Enabling Secure and Private Cloud Computing Using Coresets

Principal Investigator Daniela Rus

Project Start Date October 2015

Project End Date
 September 2018


By collecting sensor data from individuals in a user community, e.g., using their smartphones, it is possible to learn the behavior of communities, for example locations, activities, and events. Similarly, using data from personal health monitoring sensors, it is possible to learn about the health risks and responses to treatments for population groups. But is it possible to use the valuable information for the greater good without disclosing information about the individuals contributing the data? What about protecting this information from improper access? This project uses cloud computing augmented with a combination of data reduction techniques and methods from differential privacy and homomorphic encryption to address such questions. The key ideas are (1) to use coresets as a way of mitigating the computational challenges around the state of the art in differential privacy and homomorphic encryption and to ensure private secure computation on the server side and the client side, and (2) to give the data owners control over setting access to their data as a trade-off between data access control guarantees and computation accuracy. Combining coresets, differential privacy, and homomorphic encryption has the potential for practical private and secure computation in the cloud.

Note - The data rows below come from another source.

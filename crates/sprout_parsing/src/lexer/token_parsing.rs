use nom::branch::alt;
use nom::bytes::complete::{tag, take_till, take_while, take_while1};
use nom::character::complete::{anychar, char, digit1, satisfy};
use nom::combinator::{all_consuming, consumed, map_parser, recognize, value};
use nom::error::{context, VerboseError};
use nom::multi::many0_count;
use nom::sequence::{pair, tuple};
use nom::IResult;
use sprout_tokens::token::TokenKind;

type Result<'a, O> = IResult<&'a str, O, VerboseError<&'a str>>;

/// Parses whitespace and line comments, returning everything skipped
pub fn parse_insignificant(src: &str) -> Result<'_, &str> {
    context(
        "insignificant",
        recognize(many0_count(alt((parse_whitespace, parse_comment)))),
    )(src)
}

fn parse_whitespace(src: &str) -> Result<'_, &str> {
    take_while1(|c: char| matches!(c, ' ' | '\t' | '\r' | '\n'))(src)
}

fn parse_comment(src: &str) -> Result<'_, &str> {
    context(
        "comment",
        recognize(pair(tag("//"), take_till(|c: char| c == '\n'))),
    )(src)
}

/// Parses a single token, returning its lexeme and kind.
///
/// Any character that starts no other token is an [TokenKind::Unknown] token on its own, so this
/// only fails on empty input.
pub fn parse_token(src: &str) -> Result<'_, (&str, TokenKind)> {
    context(
        "token",
        consumed(alt((
            parse_word,
            parse_number,
            parse_operator,
            parse_punctuation,
            parse_unknown,
        ))),
    )(src)
}

fn recognize_identifier(src: &str) -> Result<'_, &str> {
    recognize(pair(
        satisfy(|c| c.is_ascii_alphabetic() || c == '_'),
        take_while(|c: char| c.is_ascii_alphanumeric() || c == '_'),
    ))(src)
}

fn parse_word(src: &str) -> Result<'_, TokenKind> {
    context(
        "word",
        map_parser(recognize_identifier, parse_keyword_or_identifier),
    )(src)
}

fn parse_keyword_or_identifier(word: &str) -> Result<'_, TokenKind> {
    alt((parse_keyword, value(TokenKind::Identifier, recognize_identifier)))(word)
}

fn all_consuming_tag(src: &str) -> impl FnMut(&str) -> Result<'_, &str> + '_ {
    move |i| all_consuming(tag(src))(i)
}

fn parse_keyword(src: &str) -> Result<'_, TokenKind> {
    context(
        "keyword",
        alt((
            alt((
                value(TokenKind::Begin, all_consuming_tag("begin")),
                value(TokenKind::End, all_consuming_tag("end")),
                value(TokenKind::Int, all_consuming_tag("int")),
                value(TokenKind::Float, all_consuming_tag("float")),
                value(TokenKind::If, all_consuming_tag("if")),
                value(TokenKind::Then, all_consuming_tag("then")),
                value(TokenKind::Endif, all_consuming_tag("endif")),
                value(TokenKind::Else, all_consuming_tag("else")),
                value(TokenKind::Endelse, all_consuming_tag("endelse")),
            )),
            alt((
                value(TokenKind::While, all_consuming_tag("while")),
                value(TokenKind::Do, all_consuming_tag("do")),
                value(TokenKind::Endwhile, all_consuming_tag("endwhile")),
                value(TokenKind::Print, all_consuming_tag("print")),
                value(TokenKind::Scan, all_consuming_tag("scan")),
                value(TokenKind::Function, all_consuming_tag("function")),
                value(TokenKind::Procedure, all_consuming_tag("procedure")),
                value(TokenKind::Return, all_consuming_tag("return")),
            )),
        )),
    )(src)
}

fn parse_number(src: &str) -> Result<'_, TokenKind> {
    context(
        "number",
        alt((
            value(
                TokenKind::FloatLiteral,
                recognize(tuple((digit1, char('.'), digit1))),
            ),
            value(TokenKind::IntegerLiteral, digit1),
        )),
    )(src)
}

fn parse_operator(src: &str) -> Result<'_, TokenKind> {
    context(
        "operator",
        alt((
            value(TokenKind::Eq, tag("==")),
            value(TokenKind::Neq, tag("!=")),
            value(TokenKind::Lte, tag("<=")),
            value(TokenKind::Gte, tag(">=")),
            value(TokenKind::Assign, char('=')),
            value(TokenKind::Lt, char('<')),
            value(TokenKind::Gt, char('>')),
            value(TokenKind::Plus, char('+')),
            value(TokenKind::Minus, char('-')),
            value(TokenKind::Asterisk, char('*')),
            value(TokenKind::Slash, char('/')),
        )),
    )(src)
}

fn parse_punctuation(src: &str) -> Result<'_, TokenKind> {
    context(
        "punctuation",
        alt((
            value(TokenKind::LParen, char('(')),
            value(TokenKind::RParen, char(')')),
            value(TokenKind::Comma, char(',')),
            value(TokenKind::Semicolon, char(';')),
        )),
    )(src)
}

fn parse_unknown(src: &str) -> Result<'_, TokenKind> {
    context("unknown", value(TokenKind::Unknown, anychar))(src)
}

This proposal builds on previous results in coresets, private coresets, and their implementations for the cloud. Coresets are a data reduction technique for computing a function f on a large data set D efficiently by compressing the initial data into a small data set C (possibly on the cloud), and then solving the problem f on the reduced set C (now, possible also at the client). The reduced data set C is chosen so that it is fast to compute f(C) and f(C) ~ f(D). A particular type is coreset is the private coreset, which preserves privacy but must be constructed and sanitized on the client side. On the other hand, fully homomorphic encryption allows encrypted computation on the server side but it is usually impractical. This project develops (i) New private coresets for broad classes of practical problems, with focus on generic frameworks as for non-private coresets; (ii) Novel algorithms and techniques for efficient homomorphic encryption on the cloud using coresets; (iii) Private Encrypted Coresets which are new type of coresets that simultaneously preserve privacy and can be computed securely on the cloud; (iv) Life-logging systems that implement and combine the above techniques for simultaneous secure and private computation in the cloud, with appropriate benchmarks and real-world testing.